If you own a colocation-only data center, your share of market growth is slowing down and from a real estate perspective, i.e. the amount of total sq. ft. you own, will eventually start to contract. The current status quo of huge demand for colocation space is a transitional phase in the market’s evolution.

Rackspace Crawley
Do you need to own these? – Rackspace

Goodbye to the enterprise model

We are gradually moving from the old enterprise model, of owning everything from the IT staff down to the building and equipment, to a new model of buying services from a cloud provider. When corporate CFOs decided that owning a data center was a cost risk they could eliminate, CIOs could still justify owning the servers, software and staff to manage them. The need for somewhere to put all that expensive tin led to the colocation market’s current strong position.

Yet the same financial decisions which started to kill the enterprise data center are now being applied to colocation in turn.
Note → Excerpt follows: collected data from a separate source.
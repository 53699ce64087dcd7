//! Address blob splitting.

use regex::Regex;

use crate::error::Result;
use crate::models::AddressParts;

/// Splits free-form address blobs into [`AddressParts`].
#[derive(Debug, Clone)]
pub struct AddressParser {
    phone: Regex,
    region_postal: Regex,
    city_region_postal: Regex,
}

impl AddressParser {
    pub fn new() -> Result<Self> {
        Ok(Self {
            phone: Regex::new(r"^(\+?1[\s.-]*)?\(?\d{3}\)?[\s.-]*\d{3}[\s.-]*\d{4}\b")?,
            region_postal: Regex::new(r"^([A-Za-z]{2})(?:\s+(\d{5}(?:-\d{4})?))?$")?,
            city_region_postal: Regex::new(r"^(.+?)\s+([A-Za-z]{2})\s+(\d{5}(?:-\d{4})?)$")?,
        })
    }

    /// Parse a multi-line or comma-delimited blob.
    ///
    /// Lines are tried first: street, then city (unless the line is already a
    /// region/postal pair), then region and postal. Fewer than three usable
    /// lines switches to a comma split of the whole blob. Non-empty hints
    /// replace whatever was parsed for that part.
    pub fn parse(
        &self,
        raw: &str,
        city_hint: &str,
        region_hint: &str,
        postal_hint: &str,
    ) -> AddressParts {
        let lines: Vec<&str> = raw
            .lines()
            .map(str::trim)
            .filter(|l| !l.is_empty() && !self.is_junk(l))
            .collect();

        let mut parts = if lines.len() >= 3 {
            self.from_lines(&lines)
        } else {
            self.from_commas(raw)
        };

        for (slot, hint) in [
            (&mut parts.city, city_hint),
            (&mut parts.region, region_hint),
            (&mut parts.postal, postal_hint),
        ] {
            let hint = hint.trim();
            if !hint.is_empty() {
                *slot = hint.to_string();
            }
        }
        parts.region = parts.region.to_uppercase();
        parts
    }

    fn is_junk(&self, line: &str) -> bool {
        let lower = line.to_lowercase();
        lower.starts_with("directions")
            || lower.contains("last updated")
            || lower.contains("updated on")
            || self.phone.is_match(line)
    }

    fn from_lines(&self, lines: &[&str]) -> AddressParts {
        let mut parts = AddressParts {
            street: lines[0].to_string(),
            ..AddressParts::default()
        };

        if self.fill_region_postal(lines[1], &mut parts) {
            return parts;
        }
        parts.city = lines[1].trim_end_matches(',').to_string();
        self.fill_region_postal(lines[2], &mut parts);
        parts
    }

    fn from_commas(&self, raw: &str) -> AddressParts {
        let pieces: Vec<&str> = raw
            .split([',', '\n'])
            .map(str::trim)
            .filter(|p| !p.is_empty() && !self.is_junk(p))
            .collect();

        let Some((street, rest)) = pieces.split_first() else {
            return AddressParts::default();
        };
        let mut parts = AddressParts {
            street: street.to_string(),
            ..AddressParts::default()
        };

        match rest {
            [] => {}
            [only] => {
                if !self.fill_region_postal(only, &mut parts) {
                    self.fill_city_region_postal(only, &mut parts);
                }
            }
            [city, tail, ..] => {
                if self.fill_region_postal(tail, &mut parts) {
                    parts.city = city.to_string();
                } else if !self.fill_city_region_postal(tail, &mut parts) {
                    parts.city = city.to_string();
                }
            }
        }
        parts
    }

    /// `AZ` or `AZ 85001`.
    fn fill_region_postal(&self, text: &str, parts: &mut AddressParts) -> bool {
        let Some(caps) = self.region_postal.captures(text.trim()) else {
            return false;
        };
        parts.region = caps[1].to_string();
        parts.postal = caps.get(2).map(|m| m.as_str().to_string()).unwrap_or_default();
        true
    }

    /// `Phoenix AZ 85001`.
    fn fill_city_region_postal(&self, text: &str, parts: &mut AddressParts) -> bool {
        let Some(caps) = self.city_region_postal.captures(text.trim()) else {
            parts.city = text.trim().to_string();
            return false;
        };
        parts.city = caps[1].to_string();
        parts.region = caps[2].to_string();
        parts.postal = caps[3].to_string();
        true
    }
}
You only need to look at the experience of “Tier 1” server vendors to see what’s on the horizon. As technology commoditizes, enterprises have realized that servers only need to do what it says on the box; leaving a “Tier 1” badge as an expensive extra.

The same has already happened in the world of retail. HMV was once a hugely successful high street brand, but suffered a massive drop in fortunes when its market became increasingly commoditized. Rather than buying CDs and DVDs on the high street, shoppers realised they could access the same products at a lower cost and greater convenience; whether through online retailers like Amazon and eBay or new services such as iTunes or Netflix. While entertainment is still a booming industry, HMV has seen its share plummet.

The growth of the cloud places colocation providers in the same boat as HMV and the Tier 1 server vendors. While once successful as the alternative to an expensive, in-house data center, they risk being left behind as technology and the market evolve around them.